Dans mon entourage, je ne connais pas une seule femme qui n'ai pas été au moins une fois interpellée, insultée, abordée, suivie, klaxonnée, sifflée, humiliée, coincée ou physiquement agressée. Pas une seule fois je n'ai entendu une femme dire : «De toute ma vie il ne m'est jamais arrivé d'avoir peur en sortant seule la nuit». Depuis la petite enfance, nos mères, nos parents, l'école, les médias, les politiques nous mettent en garde, nous les femmes, contre les dangers de la nuit. Une fille qui sort seule la nuit s'expose au risque de se faire agresser physiquement ou verbalement, si elle prend ce risque on lui dit tout bas (car ce n'est plus politiquement correct de l'affirmer haut et fort) qu'elle l'a bien cherché. Ce «on» c'est les phallocrates, les machos, les cathos, mais pas seulement. Ce sont aussi toutes celles et ceux qui véhiculent quotidiennement la peur et l'idée ancestrale selon laquelle la place d'une femme c'est à la maison: les tenants du gouvernement actuel, les journalistes qui sous couvert d'objectivité posent la question «Comment étiez-vous habillée ce soir-là ?», la publicité, le domaine juridique, les lois ultra-sécuritaires… Je dis celles et ceux mais on sait bien que la société est tenue principalement par des hommes : la parité n'est pas effective dans les instances dirigeantes ou décisionnelles.

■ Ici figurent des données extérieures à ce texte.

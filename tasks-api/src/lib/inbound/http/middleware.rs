use std::sync::Arc;

use auth::Authenticator;
use auth::JwtError;
use axum::extract::Request;
use axum::extract::State;
use axum::http::header;
use axum::http::HeaderValue;
use axum::http::StatusCode;
use axum::middleware::Next;
use axum::response::IntoResponse;
use axum::response::Response;
use axum::Json;

use crate::domain::user::models::UserId;
use crate::inbound::http::handlers::ApiErrorData;

pub const TOKEN_MISSING: &str = "Token não informado";
pub const TOKEN_INVALID: &str = "Token inválido";

const BEARER_PREFIX: &str = "Bearer ";

/// Identity decoded from a verified token, stored in request extensions
#[derive(Debug, Clone, PartialEq, Eq)]
pub struct AuthenticatedUser {
    pub id: UserId,
    pub email: String,
    pub name: String,
}

/// Why a request was turned away before reaching a protected handler
#[derive(Debug, Clone, Copy, PartialEq, Eq)]
pub enum AuthRejection {
    MissingToken,
    InvalidToken,
}

impl IntoResponse for AuthRejection {
    fn into_response(self) -> Response {
        let message = match self {
            AuthRejection::MissingToken => TOKEN_MISSING,
            AuthRejection::InvalidToken => TOKEN_INVALID,
        };

        (
            StatusCode::UNAUTHORIZED,
            Json(ApiErrorData {
                message: message.to_string(),
            }),
        )
            .into_response()
    }
}

/// Middleware that validates the bearer token and adds the caller to request extensions
pub async fn authenticate(
    State(authenticator): State<Arc<Authenticator>>,
    mut req: Request,
    next: Next,
) -> Result<Response, AuthRejection> {
    let user = verify_bearer(&authenticator, req.headers().get(header::AUTHORIZATION))?;

    req.extensions_mut().insert(user);

    Ok(next.run(req).await)
}

/// Check an `Authorization` header value and decode the identity it carries.
pub fn verify_bearer(
    authenticator: &Authenticator,
    authorization: Option<&HeaderValue>,
) -> Result<AuthenticatedUser, AuthRejection> {
    let token = extract_token(authorization)?;

    let claims = authenticator.validate_token(token).map_err(|e| {
        match e {
            JwtError::TokenExpired => tracing::warn!("Rejected expired token"),
            _ => tracing::warn!(error = %e, "Rejected invalid token"),
        }
        AuthRejection::InvalidToken
    })?;

    Ok(AuthenticatedUser {
        id: UserId(claims.id),
        email: claims.email,
        name: claims.name,
    })
}

// The scheme prefix is optional: a bare token is accepted too.
fn extract_token(authorization: Option<&HeaderValue>) -> Result<&str, AuthRejection> {
    let value = authorization.ok_or(AuthRejection::MissingToken)?;
    let value = value.to_str().map_err(|_| AuthRejection::InvalidToken)?;

    let token = value.strip_prefix(BEARER_PREFIX).unwrap_or(value).trim();
    if token.is_empty() {
        return Err(AuthRejection::MissingToken);
    }

    Ok(token)
}
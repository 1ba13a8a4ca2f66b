use axum::extract::Path;
use axum::extract::State;
use axum::http::StatusCode;

use super::TaskResponseData;
use crate::domain::task::ports::TaskServicePort;
use crate::inbound::http::handlers::parse_task_id;
use crate::inbound::http::handlers::ApiError;
use crate::inbound::http::handlers::ApiSuccess;
use crate::inbound::http::router::AppState;

pub async fn get_task(
    State(state): State<AppState>,
    Path(id): Path<String>,
) -> Result<ApiSuccess<TaskResponseData>, ApiError> {
    let task_id = parse_task_id(&id)?;

    state
        .task_service
        .get_task(&task_id)
        .await
        .map_err(ApiError::from)
        .map(|ref task| ApiSuccess::new(StatusCode::OK, task.into()))
}
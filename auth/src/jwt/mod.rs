pub mod claims;
pub mod errors;
pub mod handler;

pub use claims::Claims;
pub use claims::TOKEN_LIFETIME_HOURS;
pub use errors::JwtError;
pub use handler::JwtHandler;
use axum::extract::Path;
use axum::extract::State;
use axum::http::StatusCode;

use super::UserResponseData;
use crate::domain::user::ports::UserServicePort;
use crate::inbound::http::handlers::parse_user_id;
use crate::inbound::http::handlers::ApiError;
use crate::inbound::http::handlers::ApiSuccess;
use crate::inbound::http::router::AppState;

pub async fn get_user(
    State(state): State<AppState>,
    Path(user_id): Path<String>,
) -> Result<ApiSuccess<UserResponseData>, ApiError> {
    let user_id = parse_user_id(&user_id)?;

    state
        .user_service
        .get_user(&user_id)
        .await
        .map_err(ApiError::from)
        .map(|ref user| ApiSuccess::new(StatusCode::OK, user.into()))
}
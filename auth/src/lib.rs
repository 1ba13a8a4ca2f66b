//! Authentication utilities library
//!
//! Provides the authentication building blocks of the tasks API:
//! - Password hashing (bcrypt, cost 10)
//! - JWT token generation and validation (HS256, 24 hour lifetime)
//! - Authentication coordination
//!
//! The signing secret is always passed in explicitly; nothing here reads the
//! environment.
//!
//! # Examples
//!
//! ## Password Hashing
//! ```
//! use auth::PasswordHasher;
//!
//! let hasher = PasswordHasher::new();
//! let hash = hasher.hash("my_password").unwrap();
//! assert!(hasher.verify("my_password", &hash));
//! ```
//!
//! ## JWT Tokens
//! ```
//! use auth::{Claims, JwtHandler};
//!
//! let handler = JwtHandler::new(b"secret_key_at_least_32_bytes_long!");
//! let claims = Claims::for_identity(1, "alice@example.com", "Alice");
//! let token = handler.encode(&claims).unwrap();
//! let decoded: Claims = handler.decode(&token).unwrap();
//! assert_eq!(decoded, claims);
//! ```
//!
//! ## Complete Authentication Flow
//! ```
//! use auth::{Authenticator, Claims};
//!
//! let auth = Authenticator::new(b"secret_key_at_least_32_bytes_long!");
//!
//! // Register: hash password
//! let hash = auth.hash_password("password123").unwrap();
//!
//! // Login: verify and generate token
//! let claims = Claims::for_identity(1, "alice@example.com", "Alice");
//! let result = auth.authenticate("password123", &hash, &claims).unwrap();
//!
//! // Validate token
//! let decoded = auth.validate_token(&result.access_token).unwrap();
//! assert_eq!(decoded.id, 1);
//! ```

pub mod authenticator;
pub mod jwt;
pub mod password;

// Re-export commonly used items
pub use authenticator::AuthenticationError;
pub use authenticator::AuthenticationResult;
pub use authenticator::Authenticator;
pub use jwt::Claims;
pub use jwt::JwtError;
pub use jwt::JwtHandler;
pub use jwt::TOKEN_LIFETIME_HOURS;
pub use password::PasswordError;
pub use password::PasswordHasher;
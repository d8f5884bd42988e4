use tracing::{debug, warn};

use crate::core::shared::SharedRegion;
use crate::domain::command::{RigidBodyCommand, RigidShape};
use crate::domain::elements::is_paintable;

use super::backend::{BackendFactory, SimulationBackend};
use super::{undo, Controller};

/// Returns the engine's body id, 0 when nothing was spawned
pub(super) fn spawn_rigid_body<F: BackendFactory, R: SharedRegion>(
    ctl: &mut Controller<F, R>,
    cmd: RigidBodyCommand,
) -> u32 {
    if cmd.size == 0 || !is_paintable(cmd.element_id, ctl.session.max_element_id) {
        warn!(size = cmd.size, element = cmd.element_id, "rigid body request ignored");
        return 0;
    }
    let Some(backend) = ctl.backend.as_mut() else {
        return 0;
    };

    let size = cmd.size as i32;
    let id = match cmd.shape {
        RigidShape::Box => backend.spawn_rigid_body(cmd.x, cmd.y, size, size, cmd.element_id),
        RigidShape::Circle => backend.spawn_rigid_circle(cmd.x, cmd.y, size, cmd.element_id),
    };
    debug!(id, shape = ?cmd.shape, "rigid body spawned");

    // 0 means the engine found no room for it
    if id != 0 {
        undo::capture(ctl);
    }
    id
}
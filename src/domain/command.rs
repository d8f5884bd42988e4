//! Typed control commands
//!
//! Everything here is already validated and clamped; see
//! `systems::validation` for the parser that produces these values.

use crate::domain::elements::ElementId;

/// Simulation grid limits
pub const MIN_WORLD_SIZE: u32 = 1;
pub const MAX_WORLD_SIZE: u32 = 4096;
pub const MAX_VIEWPORT_SIZE: u32 = 8192;

pub const MIN_ZOOM: f32 = 0.05;
pub const MAX_ZOOM: f32 = 50.0;
pub const MAX_PAN: f32 = 1_000_000.0;

pub const MAX_GRAVITY: f32 = 50.0;
pub const MIN_AMBIENT_TEMPERATURE: f32 = -273.0;
pub const MAX_AMBIENT_TEMPERATURE: f32 = 5000.0;
pub const MIN_SPEED: f32 = 0.1;
pub const MAX_SPEED: f32 = 8.0;

pub const MAX_INPUT_COORD: f32 = 1_000_000.0;
pub const MAX_RIGID_BODY_SIZE: u32 = 127;
pub const MAX_SNAPSHOT_ID: u32 = i32::MAX as u32;

#[derive(Debug, Clone, Copy, PartialEq, Eq, Default)]
pub enum Tool {
    #[default]
    Brush,
    Eraser,
    Pipette,
    Fill,
    Move,
}

impl Tool {
    pub fn parse(s: &str) -> Option<Self> {
        match s {
            "brush" => Some(Self::Brush),
            "eraser" => Some(Self::Eraser),
            "pipette" => Some(Self::Pipette),
            "fill" => Some(Self::Fill),
            "move" => Some(Self::Move),
            _ => None,
        }
    }
}

#[derive(Debug, Clone, Copy, PartialEq, Eq, Default)]
pub enum BrushShape {
    #[default]
    Circle,
    Square,
    /// Straight segment from stroke start to stroke end
    Line,
}

impl BrushShape {
    pub fn parse(s: &str) -> Option<Self> {
        match s {
            "circle" => Some(Self::Circle),
            "square" => Some(Self::Square),
            "line" => Some(Self::Line),
            _ => None,
        }
    }
}

#[derive(Debug, Clone, Copy, PartialEq, Eq, Default)]
pub enum RenderMode {
    #[default]
    Normal,
    Thermal,
}

impl RenderMode {
    pub fn parse(s: &str) -> Option<Self> {
        match s {
            "normal" => Some(Self::Normal),
            "thermal" => Some(Self::Thermal),
            _ => None,
        }
    }
}

#[derive(Debug, Clone, Copy, PartialEq, Eq)]
pub enum RigidShape {
    Box,
    Circle,
}

impl RigidShape {
    pub fn parse(s: &str) -> Option<Self> {
        match s {
            "box" => Some(Self::Box),
            "circle" => Some(Self::Circle),
            _ => None,
        }
    }
}

#[derive(Debug, Clone, Copy, PartialEq, Eq)]
pub struct Size {
    pub width: u32,
    pub height: u32,
}

/// Camera state, owned by the renderer but relayed through the worker
#[derive(Debug, Clone, Copy, PartialEq)]
pub struct CameraTransform {
    pub zoom: f32,
    pub pan_x: f32,
    pub pan_y: f32,
}

impl Default for CameraTransform {
    fn default() -> Self {
        Self { zoom: 1.0, pan_x: 0.0, pan_y: 0.0 }
    }
}

/// Partial settings update; `None` leaves the current value alone
#[derive(Debug, Clone, Copy, PartialEq, Default)]
pub struct SettingsUpdate {
    pub gravity: Option<(f32, f32)>,
    pub ambient_temperature: Option<f32>,
    pub speed: Option<f32>,
}

#[derive(Debug, Clone, Copy, PartialEq)]
pub struct InputCommand {
    pub x: f32,
    pub y: f32,
    pub radius: u32,
    pub element_id: ElementId,
    pub tool: Tool,
    pub brush_shape: BrushShape,
}

#[derive(Debug, Clone, Copy, PartialEq, Eq)]
pub struct FillCommand {
    pub x: u32,
    pub y: u32,
    pub element_id: ElementId,
}

#[derive(Debug, Clone, Copy, PartialEq)]
pub struct RigidBodyCommand {
    pub x: f32,
    pub y: f32,
    pub size: u32,
    pub shape: RigidShape,
    pub element_id: ElementId,
}

/// One message on the control channel
#[derive(Debug, Clone, PartialEq)]
pub enum Command {
    Init(Size),
    Resize(Size),
    SetViewport(Size),
    Transform(CameraTransform),
    Settings(SettingsUpdate),
    Input(InputCommand),
    InputEnd,
    SetRenderMode(RenderMode),
    Play,
    Pause,
    Step,
    Clear,
    LoadContentBundle { json: String },
    Fill(FillCommand),
    Pipette { x: u32, y: u32 },
    Snapshot { id: u32 },
    LoadSnapshot { buffer: Vec<u8> },
    SpawnRigidBody(RigidBodyCommand),
    Undo,
    Redo,
    CaptureHistory,
    SaveState,
    RestoreState,
}

impl Command {
    /// Wire discriminant
    pub fn type_name(&self) -> &'static str {
        match self {
            Self::Init(_) => "INIT",
            Self::Resize(_) => "RESIZE",
            Self::SetViewport(_) => "SET_VIEWPORT",
            Self::Transform(_) => "TRANSFORM",
            Self::Settings(_) => "SETTINGS",
            Self::Input(_) => "INPUT",
            Self::InputEnd => "INPUT_END",
            Self::SetRenderMode(_) => "SET_RENDER_MODE",
            Self::Play => "PLAY",
            Self::Pause => "PAUSE",
            Self::Step => "STEP",
            Self::Clear => "CLEAR",
            Self::LoadContentBundle { .. } => "LOAD_CONTENT_BUNDLE",
            Self::Fill(_) => "FILL",
            Self::Pipette { .. } => "PIPETTE",
            Self::Snapshot { .. } => "SNAPSHOT",
            Self::LoadSnapshot { .. } => "LOAD_SNAPSHOT",
            Self::SpawnRigidBody(_) => "SPAWN_RIGID_BODY",
            Self::Undo => "UNDO",
            Self::Redo => "REDO",
            Self::CaptureHistory => "CAPTURE_HISTORY",
            Self::SaveState => "SAVE_STATE",
            Self::RestoreState => "RESTORE_STATE",
        }
    }
}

Elle n'existe pas non plus dans les entreprises et les organes de communication. Nous savons bien que la société actuelle est basée sur le système patriarcal qui vise à naturaliser les tâches, les places, auxquelles nous sommes assignées.

 

Sachant tout cela, je m'étonne de l'étonnement qu'a suscité notre volonté, à nous Les Poupées en Pantalon, d'organiser une manifestation non-mixte en ce 8 mars 2011. Étonnement est un terme un peu faible pour décrire les invectives dont nous avons été les cibles. Et je m'étonne d'autant plus que ces invectives provenaient en grande partie du milieu militant et associatif dans lequel nous naviguons. Anti-progressisme, archaïsme, sexisme à l'envers, discriminante… Notre action a connu en quelques semaines tous les qualificatifs possible. Revendiquer la réappropriation de la nuit et de l'espace public par les femmes, affirmer le fait de ne pas/plus vouloir se faire accompagner par un homme pour se sentir en sécurité, déclarer que toutes les femmes devraient pouvoir se promener seules la nuit sans peur, expliquer que la non-mixité est un outil de lutte pour l'émancipation des femmes… tout cela était «anti-progressiste», «archaïque», «sexiste», «discriminatoire envers les hommes»… Nous devrions permettre aux hommes de lutter pour les droits des femmes eux-aussi nous dit-on… Par cette action, nous les en empêchons ? Ne sont-ils pas capables de comprendre qu'une marche déclarant «Nous n'avons pas besoin d'un homme pour nous raccompagner» où il y aurait hommes et femmes serait contradictoire ? Notre action avait justement pour but de montrer que des femmes doivent avoir le droit de se promener sans présence masculine à n'importe qu'elle heure du jour ou de la nuit. Nous devons pouvoir sortir sans peur. Nous devrions pouvoir arrêter de nous demander «Est-ce prudent de sortir à cette heure-ci, ne devrais-je pas appeler untel pour me raccompagner ?», «Ne serait-il pas plus sûr de prendre un taxi ?» Nous ne devrions plus culpabiliser si nous sommes les cibles d'une agression de quelque nature que ce soit. Mais le patriarcat, pensée dominante-écrasante, affirme que nous sommes responsables de ces faits.

 

Pourtant, alors que notre tract affirmait ces revendications, nous avons eu affaire à des militantEs affirmant «Tous les hommes ne sont pas des oppresseurs»… Il faudrait donc individualiser, mesurer les degrés d'oppression, faire du cas par cas : certains hommes profiteraient plus de l'oppression des femmes que d'autres, certains hommes sont féministes il est donc impossible qu'ils soient acteurs d'une oppression sur les femmes, il y a également des femmes misogynes, il y a des hommes plus féministes que certaines femmes… On peut tout à fait commencer à entrer dans ce genre de statistiques, mais j'aimerais bien savoir à partir de quand, dans ce cas-là, on commence à analyser le patriarcat, le système patriarcal ? Évidemment nous ne pouvons pas généraliser et naturaliser les comportements masculins, ils sont issus d'une construction culturelle et sociale, et nous n'affirmons pas que tous les hommes sont des agresseurs, mais en entrant dans ce genre de considérations individualistes on en vient à entrer dans un rapport de chantage et de sentimentalisme qui ne mène qu'à éluder le fond du problème.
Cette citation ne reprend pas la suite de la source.